Stratos has had the privilege of working with Aligning Science Across Parkinson’s (ASAP) to implement a deeply committed open science and open access program with their new funding initiative. ASAP’s vision is that open science activities will fuel greater collaboration between research teams and this in turn will lead to earlier and better outcomes in Parkinson’s research. ASAP requires that all research outputs be shared in public repositories upon posting of a mandatory preprint that precedes publication in an open access journal.
Stratos, in partnership with Rapid Science, has helped ASAP define its open policies, implement collaborative practices and workflows, and design and build supporting open infrastructures. Core open source infrastructures include the ASAP Research Output Management System (ROMS), which logs, stores, and reports on the sharing of datasets, code, protocols, and resources, and the ASAP Hub, where funded teams collaborate with each other. All grantees must have ORCIDs and outputs must be posted in FAIR repositories with DOIs or other persistent identifiers. The ASAP Collaborative Research Network is finishing its first year. It is a case study of how a fully open science program can increase early collaboration across teams that might otherwise compete, holding research findings back for final publication.
Working with several trusted colleagues, Stratos and Rapid Science have formed a new ‘strategic circle’ of individuals committed to implementing demonstration projects that will move the needle in open and collaborative science, from the time of conceptualization of a research project through to publication, recognition, and reward. Incentivizing Collaborative and Open Research (ICOR) is a group of people representing advocates, funders, researchers, and nonprofits who want to actively participate in a shift to open. Website with more details and calls to join us will be available in September 2021.

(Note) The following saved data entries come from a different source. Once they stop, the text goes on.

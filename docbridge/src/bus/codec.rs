//! Line framing shared by the listener and the client
//!
//! One JSON value per line. Reads stop at `MAX_MESSAGE_SIZE`, so a peer that
//! never sends a newline cannot make the reader buffer without bound.

use eyre::{Context, Result};
use serde::Serialize;
use tokio::io::{AsyncBufRead, AsyncBufReadExt, AsyncReadExt, AsyncWrite, AsyncWriteExt};

/// Maximum size of one line, newline included
pub const MAX_MESSAGE_SIZE: usize = 1024 * 1024;

/// Read one line; None once the peer has closed the connection
pub async fn read_line<R: AsyncBufRead + Unpin>(reader: &mut R) -> Result<Option<String>> {
    let mut line = String::new();
    let bytes_read = (&mut *reader)
        .take(MAX_MESSAGE_SIZE as u64 + 1)
        .read_line(&mut line)
        .await
        .context("Failed to read bus message")?;

    if bytes_read == 0 {
        return Ok(None);
    }
    if bytes_read > MAX_MESSAGE_SIZE {
        return Err(eyre::eyre!("Message too large: more than {} bytes", MAX_MESSAGE_SIZE));
    }

    Ok(Some(line))
}

/// Serialize `msg` and write it as one line
pub async fn write_message<W, T>(writer: &mut W, msg: &T) -> Result<()>
where
    W: AsyncWrite + Unpin,
    T: Serialize,
{
    let mut json = serde_json::to_vec(msg).context("Failed to serialize message")?;
    if json.len() >= MAX_MESSAGE_SIZE {
        return Err(eyre::eyre!("Message too large: {} bytes", json.len()));
    }
    json.push(b'\n');

    writer.write_all(&json).await.context("Failed to write message")?;
    writer.flush().await.context("Failed to flush message")?;
    Ok(())
}
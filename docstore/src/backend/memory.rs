//! In-process document backend
//!
//! Queries are matched by top-level field equality only. Every session opened
//! from one `MemoryBackend` sees the same data, so documents survive reconnects.

use std::collections::HashMap;
use std::sync::Arc;

use async_trait::async_trait;
use futures::StreamExt;
use mongodb::bson::oid::ObjectId;
use mongodb::bson::{Bson, Document, doc};
use tokio::sync::Mutex;
use tracing::debug;

use super::{Backend, DocumentCursor, Session};
use crate::command::Namespace;
use crate::error::StoreResult;

type Collections = HashMap<Namespace, Vec<Document>>;

/// Backend keeping every collection in memory
#[derive(Debug, Clone, Default)]
pub struct MemoryBackend {
    data: Arc<Mutex<Collections>>,
}

impl MemoryBackend {
    pub fn new() -> Self {
        Self::default()
    }

    /// Number of documents stored in a collection
    pub async fn count(&self, ns: &Namespace) -> usize {
        self.data.lock().await.get(ns).map(Vec::len).unwrap_or(0)
    }
}

#[async_trait]
impl Backend for MemoryBackend {
    async fn connect(&self, address: &str) -> StoreResult<Box<dyn Session>> {
        debug!(%address, "MemoryBackend::connect: called");
        Ok(Box::new(MemorySession {
            data: self.data.clone(),
        }))
    }
}

struct MemorySession {
    data: Arc<Mutex<Collections>>,
}

fn matches(doc: &Document, query: &Document) -> bool {
    query.iter().all(|(field, value)| doc.get(field) == Some(value))
}

/// Copy of `doc` with `id` as its leading `_id` field
fn with_id(id: Bson, doc: &Document) -> Document {
    let mut out = doc! { "_id": id };
    for (field, value) in doc.iter().filter(|(k, _)| k.as_str() != "_id") {
        out.insert(field.clone(), value.clone());
    }
    out
}

#[async_trait]
impl Session for MemorySession {
    async fn insert(&self, ns: &Namespace, doc: &Document) -> StoreResult<()> {
        let mut data = self.data.lock().await;
        let docs = data.entry(ns.clone()).or_default();
        match doc.get("_id") {
            Some(id) => match docs.iter_mut().find(|d| d.get("_id") == Some(id)) {
                Some(existing) => *existing = doc.clone(),
                None => docs.push(doc.clone()),
            },
            None => docs.push(with_id(Bson::ObjectId(ObjectId::new()), doc)),
        }
        Ok(())
    }

    async fn upsert(&self, ns: &Namespace, query: &Document, doc: &Document) -> StoreResult<()> {
        let mut data = self.data.lock().await;
        let docs = data.entry(ns.clone()).or_default();
        match docs.iter_mut().find(|d| matches(d, query)) {
            Some(existing) => {
                let id = existing.get("_id").cloned();
                *existing = match (doc.get("_id"), id) {
                    (None, Some(id)) => with_id(id, doc),
                    _ => doc.clone(),
                };
            }
            None => {
                let id = doc
                    .get("_id")
                    .or_else(|| query.get("_id"))
                    .cloned()
                    .unwrap_or_else(|| Bson::ObjectId(ObjectId::new()));
                docs.push(with_id(id, doc));
            }
        }
        Ok(())
    }

    async fn remove(&self, ns: &Namespace, query: &Document) -> StoreResult<()> {
        let mut data = self.data.lock().await;
        if let Some(docs) = data.get_mut(ns) {
            if let Some(pos) = docs.iter().position(|d| matches(d, query)) {
                docs.remove(pos);
            }
        }
        Ok(())
    }

    async fn find(&self, ns: &Namespace, query: &Document) -> StoreResult<DocumentCursor> {
        let data = self.data.lock().await;
        let found: Vec<Document> = data
            .get(ns)
            .map(|docs| docs.iter().filter(|d| matches(d, query)).cloned().collect())
            .unwrap_or_default();
        Ok(futures::stream::iter(found.into_iter().map(Ok)).boxed())
    }
}
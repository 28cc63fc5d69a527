//! Store counters

use std::sync::atomic::{AtomicU64, Ordering};

use serde::Serialize;

/// Counters shared between the manager task and the handles
#[derive(Debug, Default)]
pub(crate) struct Counters {
    pub executed: AtomicU64,
    pub retried: AtomicU64,
    pub connect_attempts: AtomicU64,
    pub connects: AtomicU64,
    pub finds: AtomicU64,
}

impl Counters {
    pub fn bump(counter: &AtomicU64) {
        counter.fetch_add(1, Ordering::Relaxed);
    }

    pub fn snapshot(&self) -> StoreMetrics {
        StoreMetrics {
            executed: self.executed.load(Ordering::Relaxed),
            retried: self.retried.load(Ordering::Relaxed),
            connect_attempts: self.connect_attempts.load(Ordering::Relaxed),
            connects: self.connects.load(Ordering::Relaxed),
            finds: self.finds.load(Ordering::Relaxed),
        }
    }
}

/// Point-in-time view of the store counters
#[derive(Debug, Clone, Copy, Default, PartialEq, Eq, Serialize)]
pub struct StoreMetrics {
    /// Commands that completed successfully
    pub executed: u64,
    /// Mutating commands kept for another attempt after a failure
    pub retried: u64,
    pub connect_attempts: u64,
    /// Sessions successfully opened
    pub connects: u64,
    /// Find commands answered with a result stream
    pub finds: u64,
}

#[cfg(test)]
mod tests {
    use super::*;

    #[test]
    fn test_snapshot_reflects_bumps() {
        let counters = Counters::default();
        Counters::bump(&counters.executed);
        Counters::bump(&counters.executed);
        Counters::bump(&counters.connect_attempts);

        let metrics = counters.snapshot();
        assert_eq!(metrics.executed, 2);
        assert_eq!(metrics.connect_attempts, 1);
        assert_eq!(metrics.retried, 0);
    }

    #[test]
    fn test_metrics_serialize() {
        let metrics = StoreMetrics {
            executed: 3,
            finds: 1,
            ..Default::default()
        };
        let json = serde_json::to_value(metrics).unwrap();
        assert_eq!(json["executed"], 3);
        assert_eq!(json["finds"], 1);
        assert_eq!(json["connects"], 0);
    }
}
//! Connection manager - owns the database session
//!
//! Runs on its own task: open a session, publish the connected flag, hand the
//! session to the dispatcher until its loop exits, then tear everything down
//! and start over. Connect failures are logged and retried forever; they are
//! never reported to callers.

use std::sync::Arc;
use std::sync::atomic::{AtomicBool, Ordering};
use std::time::Duration;

use tokio::sync::watch;
use tracing::{debug, error, info, warn};

use crate::backend::Backend;
use crate::config::StoreConfig;
use crate::dispatcher::{Dispatcher, LoopExit};
use crate::metrics::Counters;

pub(crate) struct ConnectionManager {
    backend: Arc<dyn Backend>,
    config: StoreConfig,
    connected: Arc<AtomicBool>,
    counters: Arc<Counters>,
    dispatcher: Dispatcher,
    shutdown: watch::Receiver<bool>,
}

impl ConnectionManager {
    pub(crate) fn new(
        backend: Arc<dyn Backend>,
        config: StoreConfig,
        connected: Arc<AtomicBool>,
        counters: Arc<Counters>,
        dispatcher: Dispatcher,
        shutdown: watch::Receiver<bool>,
    ) -> Self {
        Self {
            backend,
            config,
            connected,
            counters,
            dispatcher,
            shutdown,
        }
    }

    /// Connect, serve, reconnect; returns only once the store is closed
    pub(crate) async fn run(mut self) {
        info!(address = %self.config.address, "ConnectionManager started");
        let base = self.config.reconnect_interval();
        let max = self.config.max_reconnect_interval();
        let mut delay = base;

        loop {
            Counters::bump(&self.counters.connect_attempts);
            debug!(address = %self.config.address, "run: connecting");

            let attempt = tokio::select! {
                biased;
                Ok(_) = self.shutdown.wait_for(|closed| *closed) => break,
                attempt = self.backend.connect(&self.config.address) => attempt,
            };

            let session = match attempt {
                Ok(session) => session,
                Err(e) => {
                    error!(
                        address = %self.config.address,
                        error = %e,
                        retry_in_ms = delay.as_millis() as u64,
                        "Error connecting to database"
                    );
                    if self.pause(delay).await {
                        break;
                    }
                    delay = (delay * 2).min(max);
                    continue;
                }
            };

            delay = base;
            Counters::bump(&self.counters.connects);
            self.connected.store(true, Ordering::Release);
            info!(address = %self.config.address, "Database session established");

            let exit = self.dispatcher.run(session.as_ref(), &mut self.shutdown).await;

            self.connected.store(false, Ordering::Release);
            // Teardown may wait on open result streams; it must not hold up the next session
            tokio::spawn(async move {
                session.close().await;
                debug!("run: previous session closed");
            });

            match exit {
                LoopExit::Closed => break,
                LoopExit::Failed => {
                    warn!(address = %self.config.address, "Session failed, reconnecting");
                    if self.pause(base).await {
                        break;
                    }
                }
            }
        }

        self.connected.store(false, Ordering::Release);
        info!("ConnectionManager stopped");
    }

    /// Sleep for `delay`; true when shutdown was requested meanwhile
    async fn pause(&mut self, delay: Duration) -> bool {
        tokio::select! {
            biased;
            Ok(_) = self.shutdown.wait_for(|closed| *closed) => true,
            _ = tokio::time::sleep(delay) => false,
        }
    }
}
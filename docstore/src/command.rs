//! Dispatcher commands
//!
//! Commands and replies for the actor pattern. A command is built by the
//! `DocStore` handle and moved into the queue; from then on only the
//! dispatcher touches it.

use std::fmt;

use mongodb::bson::Document;
use tokio::sync::oneshot;

use crate::error::StoreResult;
use crate::stream::ResultStream;

/// Target of a command: database and collection names
#[derive(Debug, Clone, PartialEq, Eq, Hash)]
pub struct Namespace {
    pub db: String,
    pub collection: String,
}

impl Namespace {
    pub fn new(db: impl Into<String>, collection: impl Into<String>) -> Self {
        Self {
            db: db.into(),
            collection: collection.into(),
        }
    }
}

impl fmt::Display for Namespace {
    fn fmt(&self, f: &mut fmt::Formatter<'_>) -> fmt::Result {
        write!(f, "{}.{}", self.db, self.collection)
    }
}

/// Signal fired once a mutating command has been applied
pub type Completion = oneshot::Sender<()>;

/// Reply channel of a find command
pub type FindReply = oneshot::Sender<StoreResult<ResultStream>>;

/// Commands sent to the dispatcher
#[derive(Debug)]
pub enum Command {
    Insert {
        ns: Namespace,
        doc: Document,
        done: Option<Completion>,
    },
    Upsert {
        ns: Namespace,
        query: Document,
        doc: Document,
        done: Option<Completion>,
    },
    Remove {
        ns: Namespace,
        query: Document,
        done: Option<Completion>,
    },
    Find {
        ns: Namespace,
        query: Document,
        reply: FindReply,
    },
}

impl Command {
    /// Short name of the operation, used in logs
    pub fn kind(&self) -> &'static str {
        match self {
            Command::Insert { .. } => "insert",
            Command::Upsert { .. } => "upsert",
            Command::Remove { .. } => "remove",
            Command::Find { .. } => "find",
        }
    }

    pub fn namespace(&self) -> &Namespace {
        match self {
            Command::Insert { ns, .. }
            | Command::Upsert { ns, .. }
            | Command::Remove { ns, .. }
            | Command::Find { ns, .. } => ns,
        }
    }

    /// Whether the command changes stored data (and is therefore retried on failure)
    pub fn is_mutating(&self) -> bool {
        !matches!(self, Command::Find { .. })
    }

    /// Fire the completion signal of an applied mutating command
    pub(crate) fn complete(self) {
        let done = match self {
            Command::Insert { done, .. } | Command::Upsert { done, .. } | Command::Remove { done, .. } => done,
            Command::Find { .. } => None,
        };
        if let Some(done) = done {
            // The caller may have stopped waiting; the write is applied either way
            let _ = done.send(());
        }
    }
}

#[cfg(test)]
mod tests {
    use super::*;
    use mongodb::bson::doc;

    #[test]
    fn test_namespace_display() {
        let ns = Namespace::new("shop", "orders");
        assert_eq!(ns.to_string(), "shop.orders");
    }

    #[test]
    fn test_command_kind_and_mutating() {
        let insert = Command::Insert {
            ns: Namespace::new("shop", "orders"),
            doc: doc! { "amount": 10 },
            done: None,
        };
        assert_eq!(insert.kind(), "insert");
        assert!(insert.is_mutating());

        let (reply, _rx) = oneshot::channel();
        let find = Command::Find {
            ns: Namespace::new("shop", "orders"),
            query: doc! {},
            reply,
        };
        assert_eq!(find.kind(), "find");
        assert!(!find.is_mutating());
        assert_eq!(find.namespace().collection, "orders");
    }
}
//! Bus wire messages
//!
//! Simple JSON-over-newline protocol. Each message is a single line of JSON followed by `\n`.

use serde::{Deserialize, Serialize};

use super::Event;

/// Messages from publishers to the listener
#[derive(Debug, Clone, Serialize, Deserialize, PartialEq)]
#[serde(tag = "type")]
pub enum BusMessage {
    /// Publish an event and wait for its acknowledgement
    Publish { event: Event },

    /// Ping to check if the listener is alive
    Ping,
}

/// Responses from the listener
#[derive(Debug, Clone, Serialize, Deserialize, PartialEq)]
#[serde(tag = "type")]
pub enum BusResponse {
    /// The processed event
    Ack { event: Event },

    /// Pong response to ping
    Pong { version: String },

    /// The request could not be handled
    Error { message: String },
}

#[cfg(test)]
mod tests {
    use super::*;
    use serde_json::Map;

    #[test]
    fn test_ping_serialize() {
        let json = serde_json::to_string(&BusMessage::Ping).unwrap();
        assert_eq!(json, r#"{"type":"Ping"}"#);
    }

    #[test]
    fn test_publish_deserialize() {
        let json = r#"{"type":"Publish","event":{"id":"e-1","topic":"db::find","payload":{"db":"shop"},"headers":[]}}"#;
        let msg: BusMessage = serde_json::from_str(json).unwrap();
        match msg {
            BusMessage::Publish { event } => {
                assert_eq!(event.id, "e-1");
                assert_eq!(event.topic, "db::find");
                assert_eq!(event.get_str("db"), Some("shop"));
            }
            _ => panic!("Expected Publish"),
        }
    }

    #[test]
    fn test_ack_serialize() {
        let mut event = Event::new("db::remove", Map::new());
        event.id = "e-2".to_string();
        let json = serde_json::to_string(&BusResponse::Ack { event }).unwrap();
        assert_eq!(
            json,
            r#"{"type":"Ack","event":{"id":"e-2","topic":"db::remove","payload":{},"headers":[]}}"#
        );
    }

    #[test]
    fn test_error_deserialize() {
        let json = r#"{"type":"Error","message":"bad request"}"#;
        let response: BusResponse = serde_json::from_str(json).unwrap();
        assert_eq!(
            response,
            BusResponse::Error {
                message: "bad request".to_string()
            }
        );
    }

    #[test]
    fn test_unknown_type_fails() {
        let result: Result<BusMessage, _> = serde_json::from_str(r#"{"type":"Shutdown"}"#);
        assert!(result.is_err());
    }
}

In 2019, a report from Digital Science on open access showed that investment in open access was a leading indicator for greater research outputs and international collaboration. Specifically, the report stated, “Countries that have invested in Open Access have typically increased their level of international collaboration.” And, demonstrating how this has increased impact and reach of open research, the report notes that “Open Access, Funded and Internationally Collaborative papers account for just 6.3% of all output but garner 15.2% of the citations.” We must collectively produce more evidence to accelerate changes in policy and incentives for funding and career advancement.
With this evidence in mind, advancing open access remains a top priority for me, and Stratos is a partner in the Next Generation Library Publishing project (NGLP), in partnership with Educopia and CDL and funded by Arcadia. While the top 5 commercial publishers compete for who will “win” the monetization of open access, NGLP is building out technologies, services, and tools that support library publishers dramatically advancing their campus-based open access journal and IR programs. We want to find out what happens when libraries are empowered and equipped to compete on Scholarly Communication’s world stage.
The past two years have also offered so many opportunities to work with emerging and evolving organizations as an advisor or board member. It’s been a pleasure and honor to partner with Rapid Science and advise initiatives such as ASAPbio, PREreview, Code for Science and Society, MIT Press, Stencila, Invest in Open Infrastructure, and DataSeer, among others. These organizations are at the center of multiple groundswells of open activities and it’s been phenomenal to watch each of them grow their reach and impact.
The open science and collaboration work that Stratos has done with ASAP can serve as a template for other funders and institutions, and we are ready to collaborate with those ready to put ideas into practice in incentivizing open and collaborative research.
Happy Birthday, Stratos! It’s been a fantastic two years!